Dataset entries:
=== Section Start ===

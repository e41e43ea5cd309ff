//! Report generation
//!
//! A [`Report`] is what the aggregation engine produced for one command:
//! the ranked graph or the annotated listing, plus the legend and the
//! value formatter the views use.

use serde::Serialize;
use sightline_shared::utils::measurement::{percentage, scaled_label};
use sightline_shared::{Graph, Profile};
use tracing::debug;

use crate::config::EffectiveConfig;
use crate::engine::Engine;
use crate::error::ReportError;

/// Command understood by the aggregation engine.
#[derive(Debug, Clone, PartialEq, Eq, Serialize)]
pub enum Command {
    /// Call graph, rendered through the diagram engine
    Svg,
    /// Call graph as DOT text
    Dot,
    Top,
    Peek(String),
    Disasm(String),
    WebList(String),
}

impl Command {
    /// Parse a command and its arguments, e.g. `["peek", "^main$"]`.
    pub fn parse<S: AsRef<str>>(args: &[S]) -> Result<Self, ReportError> {
        let mut it = args.iter().map(|s| s.as_ref());
        let name = it.next().unwrap_or_default();
        let mut regex = |command: &'static str| -> Result<String, ReportError> {
            let pattern = it
                .next()
                .filter(|p| !p.is_empty())
                .ok_or(ReportError::MissingArgument(command))?;
            regex::Regex::new(pattern).map_err(|source| ReportError::InvalidRegex {
                pattern: pattern.to_string(),
                source,
            })?;
            Ok(pattern.to_string())
        };
        match name {
            "svg" => Ok(Command::Svg),
            "dot" => Ok(Command::Dot),
            "top" => Ok(Command::Top),
            "peek" => Ok(Command::Peek(regex("peek")?)),
            "disasm" => Ok(Command::Disasm(regex("disasm")?)),
            "weblist" => Ok(Command::WebList(regex("weblist")?)),
            other => Err(ReportError::UnknownCommand(other.to_string())),
        }
    }

    pub fn name(&self) -> &'static str {
        match self {
            Command::Svg => "svg",
            Command::Dot => "dot",
            Command::Top => "top",
            Command::Peek(_) => "peek",
            Command::Disasm(_) => "disasm",
            Command::WebList(_) => "weblist",
        }
    }

    /// Listing commands produce text instead of a graph.
    pub fn is_listing(&self) -> bool {
        matches!(
            self,
            Command::Peek(_) | Command::Disasm(_) | Command::WebList(_)
        )
    }

    /// Graph commands are trimmed to a default node count.
    pub fn is_graph(&self) -> bool {
        matches!(self, Command::Svg | Command::Dot)
    }
}

/// Formats sample values in the unit of the selected sample type.
#[derive(Debug, Clone, PartialEq, Eq, Serialize)]
pub struct ValueFormat {
    pub unit: String,
    pub mean: bool,
}

impl ValueFormat {
    pub fn format(&self, value: i64) -> String {
        scaled_label(value, &self.unit)
    }
}

/// Result of running a command against a profile.
#[derive(Debug, Clone)]
pub struct Report {
    pub command: Command,
    /// Index of the sample type being reported
    pub sample_index: usize,
    pub total: i64,
    /// Ranked graph for graph, top and flame-graph views
    pub graph: Option<Graph>,
    /// Legend lines, e.g. `File: server`, `Type: cpu`
    pub labels: Vec<String>,
    pub format: ValueFormat,
    /// Annotated entries for listing commands
    pub listing: Option<Vec<String>>,
}

impl Report {
    pub fn format_value(&self, value: i64) -> String {
        self.format.format(value)
    }

    /// `value` as a percentage of the report total
    pub fn percentage(&self, value: i64) -> String {
        percentage(value, self.total)
    }

    pub fn graph(&self) -> Result<&Graph, ReportError> {
        self.graph.as_ref().ok_or(ReportError::MissingOutput {
            command: self.command.name(),
            missing: "graph",
        })
    }

    pub fn listing(&self) -> Result<&[String], ReportError> {
        self.listing.as_deref().ok_or(ReportError::MissingOutput {
            command: self.command.name(),
            missing: "listing",
        })
    }

    /// Value of the legend line starting with `prefix`, e.g. `File:`
    pub fn label_value(&self, prefix: &str) -> Option<&str> {
        self.labels
            .iter()
            .find_map(|l| l.strip_prefix(prefix))
            .map(str::trim)
    }
}

/// A report plus the soft warnings raised while building it.
#[derive(Debug, Clone)]
pub struct Generated {
    pub report: Report,
    pub warnings: Vec<String>,
}

/// Run `command` against `profile` with the given configuration.
pub fn generate<S: AsRef<str>>(
    profile: &Profile,
    command: &[S],
    cfg: &EffectiveConfig,
    engine: &dyn Engine,
) -> Result<Generated, ReportError> {
    let command = Command::parse(command)?;
    let span = tracing::debug_span!(
        "report",
        command = command.name(),
        sample_index = cfg.sample_index.as_deref().unwrap_or("default")
    );
    let _guard = span.enter();

    let (report, warnings) = engine.build_report(profile, &command, cfg)?;
    debug!(
        "Built {} report: total {}, {} warnings",
        command.name(),
        report.total,
        warnings.len()
    );
    Ok(Generated { report, warnings })
}

/// Resolve a sample index given by name or number against `profile`.
pub fn resolve_sample_index(
    profile: &Profile,
    sample_index: Option<&str>,
) -> Result<usize, ReportError> {
    let Some(si) = sample_index else {
        return Ok(profile.default_sample_index());
    };
    if let Ok(n) = si.parse::<usize>() {
        return if n < profile.sample_types.len() {
            Ok(n)
        } else {
            Err(ReportError::SampleIndex(si.to_string()))
        };
    }
    // Legacy heap profiles name their types "objects" and "space".
    profile
        .sample_type_index(si)
        .or_else(|| {
            let kind = si
                .strip_prefix("inuse_")
                .or_else(|| si.strip_prefix("alloc_"))?;
            profile.sample_type_index(kind)
        })
        .ok_or_else(|| ReportError::SampleIndex(si.to_string()))
}

#[cfg(test)]
mod tests {
    use super::*;
    use sightline_shared::ValueType;

    #[test]
    fn test_parse_commands() {
        assert_eq!(Command::parse(&["svg"]).unwrap(), Command::Svg);
        assert_eq!(Command::parse(&["top"]).unwrap(), Command::Top);
        assert_eq!(
            Command::parse(&["peek", "^main$"]).unwrap(),
            Command::Peek("^main$".into())
        );
        assert!(Command::parse(&["weblist", "a"]).unwrap().is_listing());
    }

    #[test]
    fn test_parse_errors() {
        assert!(matches!(
            Command::parse(&["list"]),
            Err(ReportError::UnknownCommand(c)) if c == "list"
        ));
        assert!(matches!(
            Command::parse(&["disasm"]),
            Err(ReportError::MissingArgument("disasm"))
        ));
        assert!(matches!(
            Command::parse(&["peek", ""]),
            Err(ReportError::MissingArgument("peek"))
        ));
        assert!(matches!(
            Command::parse(&["peek", "("]),
            Err(ReportError::InvalidRegex { .. })
        ));
        let empty: [&str; 0] = [];
        assert!(Command::parse(&empty).is_err());
    }

    fn heap() -> Profile {
        Profile::new(vec![
            ValueType::new("alloc_objects", "count"),
            ValueType::new("alloc_space", "bytes"),
            ValueType::new("inuse_space", "bytes"),
        ])
    }

    #[test]
    fn test_sample_index_resolution() {
        let p = heap();
        assert_eq!(resolve_sample_index(&p, None).unwrap(), 2);
        assert_eq!(resolve_sample_index(&p, Some("1")).unwrap(), 1);
        assert_eq!(resolve_sample_index(&p, Some("alloc_space")).unwrap(), 1);
        assert!(matches!(
            resolve_sample_index(&p, Some("3")),
            Err(ReportError::SampleIndex(_))
        ));
        assert!(matches!(
            resolve_sample_index(&p, Some("cpu")),
            Err(ReportError::SampleIndex(_))
        ));
    }

    #[test]
    fn test_legacy_heap_names() {
        let p = Profile::new(vec![
            ValueType::new("objects", "count"),
            ValueType::new("space", "bytes"),
        ]);
        assert_eq!(resolve_sample_index(&p, Some("inuse_space")).unwrap(), 1);
        assert_eq!(resolve_sample_index(&p, Some("alloc_objects")).unwrap(), 0);
    }
}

=== Section End ===

- _Your objective_
Every line of the records above where the string "bool" is found should be copied.

- _Response to this exercise_
    pub fn is_listing(&self) -> bool {
    pub fn is_graph(&self) -> bool {
    pub mean: bool,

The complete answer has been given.